Source material:
'''
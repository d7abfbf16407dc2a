//! Input processing module
//! Turns resume files into decoded text for the extraction pipeline

pub mod file_detector;
pub mod manager;
pub mod text_extractor;

pub use file_detector::FileType;
pub use manager::{InputManager, SourceDocument};
//! Extraction pipeline assembly

use crate::config::ExtractionConfig;
use crate::processing::education::EducationExtractor;
use crate::processing::experience::ExperienceExtractor;
use crate::processing::fields::FieldExtractor;
use crate::processing::normalizer::TextNormalizer;
use crate::processing::profile::ResumeProfile;
use crate::processing::projects::ProjectsExtractor;
use crate::processing::skills::SkillsExtractor;
use log::{debug, info};

/// Turns decoded resume text into a [`ResumeProfile`].
///
/// Construction compiles every extractor's pattern tables; parsing holds no
/// state between calls, so one parser can be reused for any number of
/// documents and always yields the same profile for the same text.
pub struct ResumeParser {
    normalizer: TextNormalizer,
    fields: FieldExtractor,
    skills: SkillsExtractor,
    experience: ExperienceExtractor,
    projects: ProjectsExtractor,
    education: EducationExtractor,
}

impl Default for ResumeParser {
    fn default() -> Self {
        Self::new()
    }
}

impl ResumeParser {
    pub fn new() -> Self {
        Self::with_config(&ExtractionConfig::default())
    }

    pub fn with_config(config: &ExtractionConfig) -> Self {
        Self {
            normalizer: TextNormalizer::new(),
            fields: FieldExtractor::new(config),
            skills: SkillsExtractor::new(config),
            experience: ExperienceExtractor::new(config),
            projects: ProjectsExtractor::new(config),
            education: EducationExtractor::new(config),
        }
    }

    /// Run every extractor over `raw`. Never fails: missing signals resolve
    /// to each field's fixed default.
    pub fn parse(&self, raw: &str) -> ResumeProfile {
        let text = self.normalizer.normalize(raw);
        let flat = self.normalizer.normalize_single_line(raw);
        debug!(
            "Normalized {} input chars to {} chars",
            raw.chars().count(),
            text.chars().count()
        );

        ResumeProfile {
            name: self.fields.extract_name(&text),
            title: self.fields.extract_title(&text),
            email: self.fields.extract_email(&flat),
            phone: self.fields.extract_phone(&flat),
            links: self.fields.extract_links(&flat),
            summary: self.fields.extract_summary(&text),
            skills: self.skills.extract_skills(&text),
            experience: self.experience.extract_experience(&text),
            projects: self.projects.extract_projects(&text),
            education: self.education.extract_education(&text),
        }
    }

    /// Parse text decoded from the file called `source_name`. The name is
    /// only logged; it never feeds any field.
    pub fn parse_document(&self, raw: &str, source_name: &str) -> ResumeProfile {
        info!("Extracting profile from {}", source_name);
        let profile = self.parse(raw);

        if profile.name.is_empty() {
            info!("No candidate name found in {}", source_name);
        }
        debug!(
            "{}: {} skills, {} jobs, {} projects, {} education entries",
            source_name,
            profile.skills.len(),
            profile.experience.len(),
            profile.projects.len(),
            profile.education.len()
        );

        profile
    }
}

/// Parse with the default configuration.
pub fn extract_profile(raw: &str) -> ResumeProfile {
    ResumeParser::new().parse(raw)
}

#[cfg(test)]
mod tests {
    use super::*;
    use crate::processing::profile::{Skill, SkillCategory};

    const JANE: &str = "Jane Smith\nSenior Backend Engineer\njane.smith@example.com\n\nSUMMARY\nBuilt distributed systems for 5 years.\n\nSKILLS\nPython, Go, Kubernetes\n\nEXPERIENCE\nSenior Backend Engineer\nAcme Corp\n2019 - Present\n• Reduced latency by 30%";

    #[test]
    fn test_full_resume() {
        let profile = extract_profile(JANE);

        assert_eq!(profile.name, "Jane Smith");
        assert_eq!(profile.title, "Senior Backend Engineer");
        assert_eq!(profile.email, "jane.smith@example.com");
        assert!(profile.summary.contains("distributed systems"));
        assert!(profile
            .skills
            .contains(&Skill::new("Python", SkillCategory::ProgrammingLanguages)));
        assert!(profile
            .skills
            .contains(&Skill::new("Kubernetes", SkillCategory::CloudDevOps)));
        assert_eq!(profile.experience[0].company, "Acme Corp");
        assert!(profile.experience[0]
            .achievements
            .iter()
            .any(|a| a.contains("Reduced latency by 30%")));
    }

    #[test]
    fn test_empty_input_uses_defaults() {
        let profile = extract_profile("");

        assert_eq!(profile.name, "");
        assert_eq!(profile.title, "Software Engineer");
        assert_eq!(profile.email, "user@example.com");
        assert_eq!(profile.summary, "");
        assert!(!profile.skills.is_empty());
        assert!(!profile.experience.is_empty());
        assert!(!profile.projects.is_empty());
        assert!(profile.education.is_empty());
        assert_eq!(profile.phone, None);
        assert!(profile.links.is_empty());
    }

    #[test]
    fn test_markup_is_normalized_before_extraction() {
        let html = "<h1>Jane Smith</h1><p>Senior Backend Engineer</p><p>Email: jane@example.com</p>";
        let profile = extract_profile(html);

        assert_eq!(profile.name, "Jane Smith");
        assert_eq!(profile.email, "jane@example.com");
    }

    #[test]
    fn test_source_name_never_becomes_the_name() {
        let parser = ResumeParser::new();
        let profile = parser.parse_document("senior engineer, 10 years of go", "John_Doe_Resume.pdf");

        assert_eq!(profile.name, "");
    }

    #[test]
    fn test_config_caps_are_honored() {
        let config = ExtractionConfig {
            max_experience_entries: 1,
            fallback_title: "Generalist".to_string(),
            ..ExtractionConfig::default()
        };
        let parser = ResumeParser::with_config(&config);
        let profile = parser.parse("EXPERIENCE\nIntern\nAcme Corporation Ltd\nTechnician\nGlobex Incorporated");

        assert_eq!(profile.experience.len(), 1);
        assert_eq!(profile.title, "Generalist");
    }
}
'''
Task item:
Down to the last character, restate every record.

Solution for this exercise:
repository d7abfbf16407dc2a
//! Input processing module
//! Turns resume files into decoded text for the extraction pipeline

pub mod file_detector;
pub mod manager;
pub mod text_extractor;

pub use file_detector::FileType;
pub use manager::{InputManager, SourceDocument};
//! Extraction pipeline assembly

use crate::config::ExtractionConfig;
use crate::processing::education::EducationExtractor;
use crate::processing::experience::ExperienceExtractor;
use crate::processing::fields::FieldExtractor;
use crate::processing::normalizer::TextNormalizer;
use crate::processing::profile::ResumeProfile;
use crate::processing::projects::ProjectsExtractor;
use crate::processing::skills::SkillsExtractor;
use log::{debug, info};

/// Turns decoded resume text into a [`ResumeProfile`].
///
/// Construction compiles every extractor's pattern tables; parsing holds no
/// state between calls, so one parser can be reused for any number of
/// documents and always yields the same profile for the same text.
pub struct ResumeParser {
    normalizer: TextNormalizer,
    fields: FieldExtractor,
    skills: SkillsExtractor,
    experience: ExperienceExtractor,
    projects: ProjectsExtractor,
    education: EducationExtractor,
}

impl Default for ResumeParser {
    fn default() -> Self {
        Self::new()
    }
}

impl ResumeParser {
    pub fn new() -> Self {
        Self::with_config(&ExtractionConfig::default())
    }

    pub fn with_config(config: &ExtractionConfig) -> Self {
        Self {
            normalizer: TextNormalizer::new(),
            fields: FieldExtractor::new(config),
            skills: SkillsExtractor::new(config),
            experience: ExperienceExtractor::new(config),
            projects: ProjectsExtractor::new(config),
            education: EducationExtractor::new(config),
        }
    }

    /// Run every extractor over `raw`. Never fails: missing signals resolve
    /// to each field's fixed default.
    pub fn parse(&self, raw: &str) -> ResumeProfile {
        let text = self.normalizer.normalize(raw);
        let flat = self.normalizer.normalize_single_line(raw);
        debug!(
            "Normalized {} input chars to {} chars",
            raw.chars().count(),
            text.chars().count()
        );

        ResumeProfile {
            name: self.fields.extract_name(&text),
            title: self.fields.extract_title(&text),
            email: self.fields.extract_email(&flat),
            phone: self.fields.extract_phone(&flat),
            links: self.fields.extract_links(&flat),
            summary: self.fields.extract_summary(&text),
            skills: self.skills.extract_skills(&text),
            experience: self.experience.extract_experience(&text),
            projects: self.projects.extract_projects(&text),
            education: self.education.extract_education(&text),
        }
    }

    /// Parse text decoded from the file called `source_name`. The name is
    /// only logged; it never feeds any field.
    pub fn parse_document(&self, raw: &str, source_name: &str) -> ResumeProfile {
        info!("Extracting profile from {}", source_name);
        let profile = self.parse(raw);

        if profile.name.is_empty() {
            info!("No candidate name found in {}", source_name);
        }
        debug!(
            "{}: {} skills, {} jobs, {} projects, {} education entries",
            source_name,
            profile.skills.len(),
            profile.experience.len(),
            profile.projects.len(),
            profile.education.len()
        );

        profile
    }
}

/// Parse with the default configuration.
pub fn extract_profile(raw: &str) -> ResumeProfile {
    ResumeParser::new().parse(raw)
}

#[cfg(test)]
mod tests {
    use super::*;
    use crate::processing::profile::{Skill, SkillCategory};

    const JANE: &str = "Jane Smith\nSenior Backend Engineer\njane.smith@example.com\n\nSUMMARY\nBuilt distributed systems for 5 years.\n\nSKILLS\nPython, Go, Kubernetes\n\nEXPERIENCE\nSenior Backend Engineer\nAcme Corp\n2019 - Present\n• Reduced latency by 30%";

    #[test]
    fn test_full_resume() {
        let profile = extract_profile(JANE);

        assert_eq!(profile.name, "Jane Smith");
        assert_eq!(profile.title, "Senior Backend Engineer");
        assert_eq!(profile.email, "jane.smith@example.com");
        assert!(profile.summary.contains("distributed systems"));
        assert!(profile
            .skills
            .contains(&Skill::new("Python", SkillCategory::ProgrammingLanguages)));
        assert!(profile
            .skills
            .contains(&Skill::new("Kubernetes", SkillCategory::CloudDevOps)));
        assert_eq!(profile.experience[0].company, "Acme Corp");
        assert!(profile.experience[0]
            .achievements
            .iter()
            .any(|a| a.contains("Reduced latency by 30%")));
    }

    #[test]
    fn test_empty_input_uses_defaults() {
        let profile = extract_profile("");

        assert_eq!(profile.name, "");
        assert_eq!(profile.title, "Software Engineer");
        assert_eq!(profile.email, "user@example.com");
        assert_eq!(profile.summary, "");
        assert!(!profile.skills.is_empty());
        assert!(!profile.experience.is_empty());
        assert!(!profile.projects.is_empty());
        assert!(profile.education.is_empty());
        assert_eq!(profile.phone, None);
        assert!(profile.links.is_empty());
    }

    #[test]
    fn test_markup_is_normalized_before_extraction() {
        let html = "<h1>Jane Smith</h1><p>Senior Backend Engineer</p><p>Email: jane@example.com</p>";
        let profile = extract_profile(html);

        assert_eq!(profile.name, "Jane Smith");
        assert_eq!(profile.email, "jane@example.com");
    }

    #[test]
    fn test_source_name_never_becomes_the_name() {
        let parser = ResumeParser::new();
        let profile = parser.parse_document("senior engineer, 10 years of go", "John_Doe_Resume.pdf");

        assert_eq!(profile.name, "");
    }

    #[test]
    fn test_config_caps_are_honored() {
        let config = ExtractionConfig {
            max_experience_entries: 1,
            fallback_title: "Generalist".to_string(),
            ..ExtractionConfig::default()
        };
        let parser = ResumeParser::with_config(&config);
        let profile = parser.parse("EXPERIENCE\nIntern\nAcme Corporation Ltd\nTechnician\nGlobex Incorporated");

        assert_eq!(profile.experience.len(), 1);
        assert_eq!(profile.title, "Generalist");
    }
}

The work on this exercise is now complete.